L’œil, dans son numéro de janvier, décomptait alors pas moins de 21 expositions autour de l’impressionnisme dans le monde, dont la majorité en Europe et en Amérique du Nord, et s’interrogeait : les expositions autour de l’impressionnisme, dont on sait qu’elles fonctionnent très bien, ne sont-elles que des machines à sou ? Non, bien sûr, répondent les spécialistes car chaque nouvelle exposition apporte un éclairage nouveau sur un aspect de l’impressionnisme. Fort bien, mais dans le fond tout cela est simple affaire de spécialistes. Comment se fait-il que le grand public s’y rue à chaque fois ? Est-il si passionné par les découvertes sur la manière dont Monet traitait l’habillement, sur les rapports de l’impressionnisme à la politique, à l’écologie, à l’économie ? On peut en douter.
« Et l’on admet enfin que le bénéfice intellectuel et spirituel de ces pèlerinages est à peu près nul : cette agitation n’est que le produit d’une idolâtrie repoussante et finalement dangereuse, écrit Jean Clair ».

Car que retirent ces grappes d’adolescents avachis, les écouteurs vissés dans les oreilles, qu’on trimbale à longueur de journée au musée d’Orsay ? Que retirent les masses agglutinées qui défilent devant les grandes expositions en mangeant du pop corn et en braillant dans toutes les langues de Babel ? Rien, elles tuent le temps simplement et la société préfère qu’elle le tue ainsi que dans la violence. Mais l’art dans tout ça ? L’art vivant ? Où est-il passé ? On révère des artistes morts depuis longtemps ou des spéculateurs qui se disent artistes parce qu’ils vendent leurs « œuvres » à des prix exorbitants, alors qu’ils ne nous apprennent rien d’autre sur notre époque que ce que nous savons déjà : elle éprouve autant de haine que d’envie pour les riches parvenus qui sont ses icônes.
Toute forme de sacralisation est dangereuse en ce qu’elle fait naître des tabous, des interdits et des rituels collectifs qui placent sous le coup de la violence populaire ceux qui la refusent. Or, il y a une sacralisation de l’art contemporain et celui qui le critique se place de facto hors de la cité, prêtant le flanc à toutes sortes de violences. Mais dans le même temps les icônes de l’art contemporain sont constamment menacées de succomber à la vindicte populaire, de déchoir violemment de leur piédestal. Parce que, dans le fond, l’homme de la rue sent bien ce qu’a de factice cette prétention à dominer.

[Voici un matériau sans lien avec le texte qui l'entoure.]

//! The Answerer capability — the workflow's only window onto the remote
//! agents service.
//!
//! Steps never talk HTTP directly: they hold an `Arc<dyn Answerer>` and a
//! role directory (`AgentCache`). The concrete `HttpAnswerer` adapts a
//! persistent-agents REST API; tests script their own implementations.

pub mod agents;
pub mod http;
pub mod json;
pub mod poll;

pub use agents::{AgentCache, AgentHandle, AgentRole};
pub use http::HttpAnswerer;
pub use json::extract_json_object;
pub use poll::poll_run_until_terminal;

use async_trait::async_trait;
use futures::stream::BoxStream;
use serde::{Deserialize, Serialize};

use crate::error::AnswererError;

/// Status of an agent run, as reported by the answerer service.
#[derive(Debug, Clone, Copy, PartialEq, Eq, Serialize, Deserialize)]
#[serde(rename_all = "snake_case")]
pub enum RunStatus {
    Queued,
    InProgress,
    RequiresAction,
    Completed,
    Failed,
    Cancelled,
    Expired,
}

impl RunStatus {
    /// Whether the run has stopped making progress.
    pub fn is_terminal(&self) -> bool {
        !matches!(self, Self::Queued | Self::InProgress | Self::RequiresAction)
    }
}

impl std::fmt::Display for RunStatus {
    fn fmt(&self, f: &mut std::fmt::Formatter<'_>) -> std::fmt::Result {
        let s = match self {
            Self::Queued => "queued",
            Self::InProgress => "in_progress",
            Self::RequiresAction => "requires_action",
            Self::Completed => "completed",
            Self::Failed => "failed",
            Self::Cancelled => "cancelled",
            Self::Expired => "expired",
        };
        write!(f, "{s}")
    }
}

/// A run of an agent against a thread.
#[derive(Debug, Clone, Serialize, Deserialize)]
pub struct AgentRun {
    pub id: String,
    pub status: RunStatus,
}

/// Streaming answer text, yielded in chunks as the agent produces them.
pub type AnswerStream = BoxStream<'static, Result<String, AnswererError>>;

/// Capability contract for the remote agents service.
#[async_trait]
pub trait Answerer: Send + Sync {
    /// Create a new conversational thread. Returns the thread id.
    async fn create_thread(&self) -> Result<String, AnswererError>;

    /// Post a user message to a thread.
    async fn post_message(&self, thread_id: &str, content: &str) -> Result<(), AnswererError>;

    /// Start a run of `agent_id` against a thread.
    async fn create_run(&self, thread_id: &str, agent_id: &str) -> Result<AgentRun, AnswererError>;

    /// Fetch the current state of a run.
    async fn get_run(&self, thread_id: &str, run_id: &str) -> Result<AgentRun, AnswererError>;

    /// Post `prompt` to the thread, drive `agent_id` over it, and stream the
    /// answer text as it arrives.
    async fn invoke(
        &self,
        agent_id: &str,
        thread_id: &str,
        prompt: &str,
    ) -> Result<AnswerStream, AnswererError>;

    /// Like [`Answerer::invoke`] but for agents expected to emit structured
    /// JSON; returns the full response text for the caller to parse.
    /// `schema_hint` describes the expected shape to the agent.
    async fn invoke_structured(
        &self,
        agent_id: &str,
        thread_id: &str,
        prompt: &str,
        schema_hint: &str,
    ) -> Result<String, AnswererError>;
}
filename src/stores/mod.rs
//! State stores — conversation records and suspended-run snapshots.

pub mod conversation;
pub mod libsql;
pub mod process;

pub use conversation::{ConversationState, ConversationStore, InMemoryConversationStore};
pub use libsql::LibSqlStore;
pub use process::{InMemoryProcessStore, ProcessStore};
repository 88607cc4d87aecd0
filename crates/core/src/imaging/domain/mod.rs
pub mod image_reader;
pub mod image_writer;
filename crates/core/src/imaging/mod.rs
pub mod domain;
pub mod infrastructure;
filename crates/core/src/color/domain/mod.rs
pub mod luminance;
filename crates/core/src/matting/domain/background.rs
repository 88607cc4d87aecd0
use ndarray::Axis;

use crate::color::domain::luminance::move_luminance;
use crate::shared::color::Color;
use crate::shared::frame::Frame;

use super::mat_error::MatError;

/// Mean color of an RGB or gray frame, truncated per channel.
///
/// Averages down the rows first, then across the columns. Gray frames
/// report their mean level on all three channels.
pub fn mean_color(frame: &Frame) -> Result<Color, MatError> {
    let channels = frame.channels();
    if channels != 1 && channels != 3 {
        return Err(MatError::UnsupportedChannels(channels));
    }
    let pixels = frame.width() as u64 * frame.height() as u64;
    if pixels == 0 {
        return Err(MatError::EmptyImage {
            height: frame.height(),
            width: frame.width(),
        });
    }

    let sums = frame
        .as_ndarray()
        .fold_axis(Axis(0), 0u64, |acc, &v| acc + v as u64)
        .fold_axis(Axis(0), 0u64, |acc, &v| acc + v);
    let mean = |c: usize| (sums[c] / pixels) as u8;

    Ok(if channels == 1 {
        Color::gray(mean(0))
    } else {
        Color::new(mean(0), mean(1), mean(2))
    })
}

/// Picks the mat color for `frame`.
///
/// A fraction of exactly 1 or 0 gives pure white or black without looking
/// at the image; anything between moves the image's mean color to that
/// luminance.
pub fn background_color(frame: &Frame, luminance: f64) -> Result<Color, MatError> {
    if luminance == 1.0 {
        return Ok(Color::WHITE);
    }
    if luminance == 0.0 {
        return Ok(Color::BLACK);
    }
    let mean = mean_color(frame)?;
    Ok(move_luminance(mean, luminance)?)
}

/// Per-pixel fill samples for a canvas with `channels` channels.
///
/// Gray canvases get the color's luminance.
pub fn fill_samples(color: Color, channels: u8) -> Result<Vec<u8>, MatError> {
    match channels {
        1 => Ok(vec![color.luminance()]),
        3 => Ok(color.channels().to_vec()),
        n => Err(MatError::UnsupportedChannels(n)),
    }
}
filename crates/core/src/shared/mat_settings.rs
use super::constants::{DEFAULT_BACKGROUND_LUMINANCE, DEFAULT_OUTPUT_QUALITY};

/// Knobs shared by every matting run.
///
/// `verbose` only selects how chatty the caller's logger is; the
/// compositor never looks at it.
#[derive(Clone, Copy, Debug, PartialEq)]
pub struct MatSettings {
    /// 0 gives a black mat, 1 a white one; anything between tints the
    /// image's mean color to that luminance.
    pub background_luminance: f64,
    /// Nudge the image upward from dead center.
    pub bottom_weighted: bool,
    /// Encoder quality (1-100) for lossy output formats.
    pub output_quality: u8,
    pub verbose: bool,
}

impl Default for MatSettings {
    fn default() -> Self {
        Self {
            background_luminance: DEFAULT_BACKGROUND_LUMINANCE,
            bottom_weighted: false,
            output_quality: DEFAULT_OUTPUT_QUALITY,
            verbose: false,
        }
    }
}

#[cfg(test)]
mod tests {
    use super::*;
    use approx::assert_relative_eq;

    #[test]
    fn test_defaults() {
        let settings = MatSettings::default();
        assert_relative_eq!(settings.background_luminance, 0.85);
        assert!(!settings.bottom_weighted);
        assert_eq!(settings.output_quality, 95);
        assert!(!settings.verbose);
    }
}
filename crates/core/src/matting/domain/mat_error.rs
use thiserror::Error;

use crate::color::domain::luminance::ColorAdjustError;

/// Failures while building a mat.
///
/// `InvalidCanvas` and `BorderTooLarge` are configuration problems: the
/// canvas/border combination leaves no room for the image.
#[derive(Error, Debug)]
pub enum MatError {
    #[error("canvas must be at least 1x1 pixels, got {height}x{width}")]
    InvalidCanvas { height: u32, width: u32 },
    #[error("border of {border}px leaves no room on a {height}x{width} canvas")]
    BorderTooLarge { border: u32, height: u32, width: u32 },
    #[error("image has no pixels ({height}x{width})")]
    EmptyImage { height: u32, width: u32 },
    #[error("unsupported channel count {0}: expected 1 (gray) or 3 (RGB)")]
    UnsupportedChannels(u8),
    #[error("background color: {0}")]
    Background(#[from] ColorAdjustError),
    #[error("resize to {width}x{height} failed: {source}")]
    Resize {
        width: u32,
        height: u32,
        #[source]
        source: Box<dyn std::error::Error + Send + Sync>,
    },
}

impl MatError {
    /// True when the caller's canvas/border settings are at fault.
    pub fn is_configuration(&self) -> bool {
        matches!(
            self,
            MatError::InvalidCanvas { .. } | MatError::BorderTooLarge { .. }
        )
    }
}
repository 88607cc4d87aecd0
pub mod mat_image_use_case;
pub mod output_naming;
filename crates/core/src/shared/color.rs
/// An RGB triple with every channel in `[0, 255]`.
#[derive(Clone, Copy, Debug, PartialEq, Eq, Hash)]
pub struct Color {
    pub r: u8,
    pub g: u8,
    pub b: u8,
}

/// BT.709 luma weights scaled by 10 000 so luminance stays in integer math.
const LUMA_WEIGHTS: [u32; 3] = [2126, 7152, 722];
const LUMA_SCALE: u32 = 10_000;

impl Color {
    pub const WHITE: Color = Color::gray(255);
    pub const BLACK: Color = Color::gray(0);

    pub const fn new(r: u8, g: u8, b: u8) -> Self {
        Self { r, g, b }
    }

    pub const fn gray(v: u8) -> Self {
        Self { r: v, g: v, b: v }
    }

    pub fn channels(&self) -> [u8; 3] {
        [self.r, self.g, self.b]
    }

    /// Perceptual luminance (ITU-R BT.709), truncated to an integer.
    ///
    /// The weights sum to exactly one, so white maps to 255 and every gray
    /// maps to its own level.
    pub fn luminance(&self) -> u8 {
        let weighted: u32 = self
            .channels()
            .iter()
            .zip(LUMA_WEIGHTS)
            .map(|(&c, w)| c as u32 * w)
            .sum();
        (weighted / LUMA_SCALE) as u8
    }

    /// Adds `delta` to every channel, clamping each to `[0, 255]`.
    pub fn shifted(&self, delta: i32) -> Self {
        let shift = |c: u8| (c as i32 + delta).clamp(0, 255) as u8;
        Self::new(shift(self.r), shift(self.g), shift(self.b))
    }
}

#[cfg(test)]
mod tests {
    use super::*;
    use rstest::rstest;

    #[rstest]
    #[case::white(Color::WHITE, 255)]
    #[case::black(Color::BLACK, 0)]
    #[case::mid_gray(Color::gray(128), 128)]
    #[case::pure_red(Color::new(255, 0, 0), 54)]
    #[case::pure_green(Color::new(0, 255, 0), 182)]
    #[case::pure_blue(Color::new(0, 0, 255), 18)]
    fn test_luminance(#[case] color: Color, #[case] expected: u8) {
        assert_eq!(color.luminance(), expected);
    }

    #[test]
    fn test_luminance_every_gray_is_its_own_level() {
        for v in 0..=255u8 {
            assert_eq!(Color::gray(v).luminance(), v);
        }
    }

    #[test]
    fn test_shifted_clamps_each_channel() {
        let c = Color::new(250, 100, 3);
        assert_eq!(c.shifted(10), Color::new(255, 110, 13));
        assert_eq!(c.shifted(-10), Color::new(240, 90, 0));
    }

    #[test]
    fn test_shifted_zero_is_identity() {
        let c = Color::new(12, 34, 56);
        assert_eq!(c.shifted(0), c);
    }
}
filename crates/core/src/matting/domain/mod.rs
pub mod background;
pub mod border_compositor;
pub mod frame_resizer;
pub mod mat_error;
pub mod placement;
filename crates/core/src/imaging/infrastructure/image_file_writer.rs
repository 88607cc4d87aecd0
use std::fs::File;
use std::io::BufWriter;
use std::path::Path;

use image::codecs::jpeg::JpegEncoder;
use image::{DynamicImage, GrayImage, ImageFormat, RgbImage};

use crate::imaging::domain::image_writer::{EncodeError, ImageWriter};
use crate::shared::frame::Frame;

/// Writes frames to image files using the `image` crate.
///
/// JPEG output honours the requested quality; other formats are written
/// with the encoder's defaults.
pub struct ImageFileWriter;

impl ImageFileWriter {
    pub fn new() -> Self {
        Self
    }
}

impl Default for ImageFileWriter {
    fn default() -> Self {
        Self::new()
    }
}

impl ImageWriter for ImageFileWriter {
    fn write(&self, path: &Path, frame: &Frame, quality: u8) -> Result<(), EncodeError> {
        let format = ImageFormat::from_path(path)
            .map_err(|_| EncodeError::UnsupportedExtension(path.to_path_buf()))?;
        let image = to_dynamic(frame).ok_or_else(|| EncodeError::InvalidFrame {
            path: path.to_path_buf(),
            channels: frame.channels(),
        })?;

        // Ensure parent directory exists (infrastructure concern)
        if let Some(parent) = path.parent() {
            std::fs::create_dir_all(parent).map_err(|source| EncodeError::Create {
                path: parent.to_path_buf(),
                source,
            })?;
        }

        let encoded = if format == ImageFormat::Jpeg {
            let file = File::create(path).map_err(|source| EncodeError::Create {
                path: path.to_path_buf(),
                source,
            })?;
            let encoder =
                JpegEncoder::new_with_quality(BufWriter::new(file), quality.clamp(1, 100));
            image.write_with_encoder(encoder)
        } else {
            image.save_with_format(path, format)
        };
        encoded.map_err(|source| EncodeError::Encode {
            path: path.to_path_buf(),
            source,
        })
    }
}

fn to_dynamic(frame: &Frame) -> Option<DynamicImage> {
    let (width, height) = (frame.width(), frame.height());
    let data = frame.data().to_vec();
    match frame.channels() {
        1 => GrayImage::from_raw(width, height, data).map(DynamicImage::ImageLuma8),
        3 => RgbImage::from_raw(width, height, data).map(DynamicImage::ImageRgb8),
        _ => None,
    }
}

#[cfg(test)]
mod tests {
    use super::*;

    fn make_frame(width: u32, height: u32, r: u8, g: u8, b: u8) -> Frame {
        Frame::filled(width, height, &[r, g, b])
    }

    #[test]
    fn test_write_creates_file() {
        let dir = tempfile::tempdir().unwrap();
        let path = dir.path().join("out.jpg");
        ImageFileWriter::new()
            .write(&path, &make_frame(100, 80, 50, 100, 200), 95)
            .unwrap();
        assert!(path.exists());
        assert!(std::fs::metadata(&path).unwrap().len() > 0);
    }

    #[test]
    fn test_png_roundtrip_preserves_pixels() {
        let dir = tempfile::tempdir().unwrap();
        let path = dir.path().join("out.png");
        ImageFileWriter::new()
            .write(&path, &make_frame(50, 50, 50, 100, 200), 95)
            .unwrap();

        let img = image::open(&path).unwrap().to_rgb8();
        assert_eq!(img.dimensions(), (50, 50));
        assert_eq!(img.get_pixel(0, 0).0, [50, 100, 200]);
    }

    #[test]
    fn test_lower_quality_gives_smaller_jpeg() {
        let dir = tempfile::tempdir().unwrap();
        let mut data = Vec::new();
        for i in 0..(64u32 * 64) {
            data.extend_from_slice(&[(i % 251) as u8, (i * 7 % 253) as u8, (i * 13 % 255) as u8]);
        }
        let frame = Frame::new(data, 64, 64, 3);
        let writer = ImageFileWriter::new();
        let high = dir.path().join("high.jpg");
        let low = dir.path().join("low.jpg");
        writer.write(&high, &frame, 95).unwrap();
        writer.write(&low, &frame, 10).unwrap();
        let size = |p: &Path| std::fs::metadata(p).unwrap().len();
        assert!(size(&low) < size(&high));
    }

    #[test]
    fn test_gray_frame_written_as_gray() {
        let dir = tempfile::tempdir().unwrap();
        let path = dir.path().join("gray.png");
        ImageFileWriter::new()
            .write(&path, &Frame::filled(5, 5, &[42]), 95)
            .unwrap();
        let img = image::open(&path).unwrap();
        assert!(!img.color().has_color());
        assert_eq!(img.to_luma8().get_pixel(2, 2).0, [42]);
    }

    #[test]
    fn test_creates_missing_parent_directory() {
        let dir = tempfile::tempdir().unwrap();
        let path = dir.path().join("nested/deeper/out.png");
        ImageFileWriter::new()
            .write(&path, &make_frame(4, 4, 0, 0, 0), 95)
            .unwrap();
        assert!(path.exists());
    }

    #[test]
    fn test_unknown_extension_is_rejected() {
        let dir = tempfile::tempdir().unwrap();
        let err = ImageFileWriter::new()
            .write(&dir.path().join("out.notanimage"), &make_frame(4, 4, 0, 0, 0), 95)
            .unwrap_err();
        assert!(matches!(err, EncodeError::UnsupportedExtension(_)));
    }

    #[test]
    fn test_alpha_frame_is_rejected() {
        let dir = tempfile::tempdir().unwrap();
        let err = ImageFileWriter::new()
            .write(&dir.path().join("out.png"), &Frame::filled(2, 2, &[1, 2, 3, 4]), 95)
            .unwrap_err();
        assert!(matches!(err, EncodeError::InvalidFrame { channels: 4, .. }));
    }
}
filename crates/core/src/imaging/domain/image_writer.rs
use std::path::{Path, PathBuf};

use thiserror::Error;

use crate::shared::frame::Frame;

#[derive(Error, Debug)]
pub enum EncodeError {
    #[error("cannot pick an image format for {0}")]
    UnsupportedExtension(PathBuf),
    #[error("cannot encode a {channels}-channel frame to {path}")]
    InvalidFrame { path: PathBuf, channels: u8 },
    #[error("failed to create {path}: {source}")]
    Create {
        path: PathBuf,
        #[source]
        source: std::io::Error,
    },
    #[error("failed to encode {path}: {source}")]
    Encode {
        path: PathBuf,
        #[source]
        source: image::ImageError,
    },
}

/// Writes a single frame to an image file.
pub trait ImageWriter: Send {
    /// Writes `frame` to `path`. The format follows the file extension;
    /// `quality` (1-100) applies to lossy formats only.
    fn write(&self, path: &Path, frame: &Frame, quality: u8) -> Result<(), EncodeError>;
}
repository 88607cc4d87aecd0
use image::imageops::{self, FilterType};
use image::{ImageBuffer, Luma, Pixel, Rgb};

use crate::matting::domain::frame_resizer::FrameResizer;
use crate::shared::frame::Frame;

/// Resamples frames with `image::imageops::resize`.
///
/// Handles the gray and RGB frames the compositor accepts.
/// Downscaling uses an anti-aliasing Lanczos filter; upscaling uses
/// Catmull-Rom for a smooth result. Output samples are clamped to `u8`
/// by the filter itself.
pub struct ImageResizer {
    downscale: FilterType,
    upscale: FilterType,
}

impl ImageResizer {
    pub fn new(downscale: FilterType, upscale: FilterType) -> Self {
        Self { downscale, upscale }
    }

    fn filter_for(&self, frame: &Frame, width: u32, height: u32) -> FilterType {
        let source = frame.width() as u64 * frame.height() as u64;
        if (width as u64 * height as u64) < source {
            self.downscale
        } else {
            self.upscale
        }
    }
}

impl Default for ImageResizer {
    fn default() -> Self {
        Self::new(FilterType::Lanczos3, FilterType::CatmullRom)
    }
}

impl FrameResizer for ImageResizer {
    fn resize(
        &self,
        frame: &Frame,
        width: u32,
        height: u32,
    ) -> Result<Frame, Box<dyn std::error::Error + Send + Sync>> {
        let filter = self.filter_for(frame, width, height);
        let data = match frame.channels() {
            1 => resize_as::<Luma<u8>>(frame, width, height, filter)?,
            3 => resize_as::<Rgb<u8>>(frame, width, height, filter)?,
            n => return Err(format!("cannot resize a {n}-channel frame").into()),
        };
        Ok(Frame::new(data, width, height, frame.channels()))
    }
}

fn resize_as<P>(
    frame: &Frame,
    width: u32,
    height: u32,
    filter: FilterType,
) -> Result<Vec<u8>, Box<dyn std::error::Error + Send + Sync>>
where
    P: Pixel<Subpixel = u8> + 'static,
{
    let source = ImageBuffer::<P, &[u8]>::from_raw(frame.width(), frame.height(), frame.data())
        .ok_or("Frame data does not match its dimensions")?;
    Ok(imageops::resize(&source, width, height, filter).into_raw())
}
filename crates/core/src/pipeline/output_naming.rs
use std::path::{Path, PathBuf};

use crate::shared::constants::{OUTPUT_EXTENSION, OUTPUT_SUFFIX};

/// Where the mat for `input` is written.
///
/// An explicit `file_name` wins; otherwise the input's stem gets a
/// `_border.jpg` suffix. Either way the file lands in `output_dir`.
pub fn output_path(input: &Path, output_dir: &Path, file_name: Option<&str>) -> PathBuf {
    match file_name {
        Some(name) => output_dir.join(name),
        None => {
            let stem = input
                .file_stem()
                .map(|s| s.to_string_lossy())
                .unwrap_or_default();
            output_dir.join(format!("{stem}{OUTPUT_SUFFIX}.{OUTPUT_EXTENSION}"))
        }
    }
}
use futures::TryStreamExt;

use chorus::message::Event;
use chorus::store::memory::InMemoryStore;
use chorus::store::{EventStore, Snapshot, StoreError, StoreEvent};

use crate::common::{order_paid, order_placed};

#[tokio::test]
async fn load_returns_events_in_append_order_across_appends() {
    let store = InMemoryStore::new();

    let version = store
        .append("order-7", 0, vec![order_placed(10), order_paid(3)])
        .await
        .unwrap();
    assert_eq!(version, 2);

    let version = store
        .append("order-7", 2, vec![order_paid(4)])
        .await
        .unwrap();
    assert_eq!(version, 3);

    let events: Vec<StoreEvent> = store.stream("order-7", 0).try_collect().await.unwrap();

    let kinds: Vec<&str> = events.iter().map(|e| e.event().kind()).collect();
    assert_eq!(kinds, vec!["OrderPlaced", "OrderPaid", "OrderPaid"]);

    let sequence_numbers: Vec<u64> = events.iter().map(StoreEvent::sequence_number).collect();
    assert_eq!(sequence_numbers, vec![1, 2, 3]);
}

#[tokio::test]
async fn stale_expected_version_conflicts_and_appends_nothing() {
    let store = InMemoryStore::new();

    let version = store
        .append("order-1", 0, vec![order_placed(10)])
        .await
        .unwrap();
    assert_eq!(version, 1);

    // Losing writer: same expected version, multiple events. All-or-nothing.
    let error = store
        .append("order-1", 0, vec![order_placed(20), order_paid(20)])
        .await
        .unwrap_err();

    assert!(error.is_conflict());
    match error {
        StoreError::Conflict {
            stream_key,
            expected,
            actual,
        } => {
            assert_eq!(stream_key, "order-1");
            assert_eq!(expected, 0);
            assert_eq!(actual, 1);
        }
        other => panic!("expected a conflict, got {other:?}"),
    }

    let events: Vec<StoreEvent> = store.stream("order-1", 0).try_collect().await.unwrap();
    assert_eq!(events.len(), 1);
    assert_eq!(events[0].event().payload()["amount"], 10);
}

#[tokio::test]
async fn unknown_stream_yields_an_empty_stream() {
    let store = InMemoryStore::new();

    let events: Vec<StoreEvent> = store.stream("order-404", 0).try_collect().await.unwrap();
    assert!(events.is_empty());
}

#[tokio::test]
async fn load_from_version_skips_the_prefix() {
    let store = InMemoryStore::new();
    store
        .append(
            "order-9",
            0,
            vec![order_placed(1), order_paid(1), order_paid(2), order_paid(3)],
        )
        .await
        .unwrap();

    let events: Vec<StoreEvent> = store.stream("order-9", 2).try_collect().await.unwrap();

    let sequence_numbers: Vec<u64> = events.iter().map(StoreEvent::sequence_number).collect();
    assert_eq!(sequence_numbers, vec![3, 4]);
}

#[tokio::test]
async fn streams_are_restartable() {
    let store = InMemoryStore::new();
    store
        .append("order-2", 0, vec![order_placed(5), order_paid(5)])
        .await
        .unwrap();

    let first: Vec<StoreEvent> = store.stream("order-2", 0).try_collect().await.unwrap();
    let second: Vec<StoreEvent> = store.stream("order-2", 0).try_collect().await.unwrap();
    assert_eq!(first, second);
}

#[tokio::test]
async fn concurrent_saves_against_one_stream_serialize() {
    let store = InMemoryStore::new();

    let winner = {
        let store = store.clone();
        tokio::spawn(async move { store.append("order-3", 0, vec![order_placed(10)]).await })
    };
    let loser = {
        let store = store.clone();
        tokio::spawn(async move { store.append("order-3", 0, vec![order_placed(20)]).await })
    };

    let outcomes = [winner.await.unwrap(), loser.await.unwrap()];
    let succeeded = outcomes.iter().filter(|outcome| outcome.is_ok()).count();
    let conflicted = outcomes
        .iter()
        .filter(|outcome| matches!(outcome, Err(error) if error.is_conflict()))
        .count();

    assert_eq!(succeeded, 1);
    assert_eq!(conflicted, 1);

    let events: Vec<StoreEvent> = store.stream("order-3", 0).try_collect().await.unwrap();
    assert_eq!(events.len(), 1);
}

#[tokio::test]
async fn latest_snapshot_wins_and_is_independent_of_appends() {
    let store = InMemoryStore::new();

    assert!(store.load_snapshot("order-5").await.unwrap().is_none());

    let early = Snapshot {
        stream_key: "order-5".to_owned(),
        version: 1,
        state: serde_json::json!({ "placed": true, "amount": 10, "paid_total": 0 }),
        captured_on: chrono::Utc::now(),
    };
    let late = Snapshot {
        version: 3,
        state: serde_json::json!({ "placed": true, "amount": 10, "paid_total": 7 }),
        ..early.clone()
    };

    store.save_snapshot(early).await.unwrap();
    store.save_snapshot(late.clone()).await.unwrap();

    let loaded = store.load_snapshot("order-5").await.unwrap().unwrap();
    assert_eq!(loaded, late);

    // No events were ever appended; snapshots live on their own.
    let events: Vec<StoreEvent> = store.stream("order-5", 0).try_collect().await.unwrap();
    assert!(events.is_empty());
}

#[tokio::test]
async fn store_is_usable_through_shared_pointers() {
    let store = std::sync::Arc::new(InMemoryStore::new());

    let events: Vec<Event> = vec![order_placed(10)];
    let version = store.append("order-8", 0, events).await.unwrap();
    assert_eq!(version, 1);

    let boxed: Box<dyn EventStore> = Box::new(InMemoryStore::new());
    let version = boxed.append("order-8", 0, vec![order_placed(1)]).await.unwrap();
    assert_eq!(version, 1);
}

« Le XIXe siècle a vécu sur un mythe : que l’artiste soit à la rue et son œuvre au musée (une fois bien sûr l’artiste mort, d’avoir été trop longtemps à la rue sans doute). Il est temps maintenant que l’œuvre soit à la rue, et l’artiste logé au musée… » Aujourd’hui les œuvres des « artistes » reconnus et célébrés sont dans les musées, ils ne méritent pas même la critique.
Qui aurait l’outrecuidance de critiquer Monet, Rodin, Picasso ou Jeff Koons ? Les uns sont morts depuis longtemps et passés à la postérité ; l’autre est l’image même du néant, de l’inversion de la vie, or on ne critique pas le néant, on ne peut qu’en faire le constat. Les artistes auxquels demeure une certaine conscience de ce qu’entraîne la mise au musée doivent redouter que leurs œuvres y entrent car ils savent qu’entrer au musée, c’est entrer dans l’histoire donc dans le passé. Mais ils ne trouvent pas leur place car l’idolâtrie des grandes figures la tient toute.
Il n’est plus question de crise, les grands musées ont tout absorbé, rendant la création vivante quasiment impossible ou seulement comme un rappel, un pastiche des œuvres qu’ils conservent. Sans crise, il n’est plus besoin de critique. Aux journalistes, on ne demande plus que de faire la promotion des expositions et à ceux qui, comme Jean Clair, s’intéressent à l’art et en déplorent la pauvreté, on demande de se taire.

Voici peut-être venu le temps où l’on doit fermer la porte ouverte au XIXe siècle et où le critique, n’ayant plus rien à critiquer, doit se taire en souhaitant qu’un nouvel art naisse, loin de l’académisme, loin des institutions culturelles et de ses subventions, loin de la spéculation, loin de toute forme d’idolâtrie.
Tout reste à faire et à inventer, c’est le sens de la vie. « Instituer, pour mettre un terme à l’idolâtrie du culturel, une sorte d’économie de l’image iconale et de la vénération qu’elle demande. Le critique n’a plus rien à faire dans cet office. »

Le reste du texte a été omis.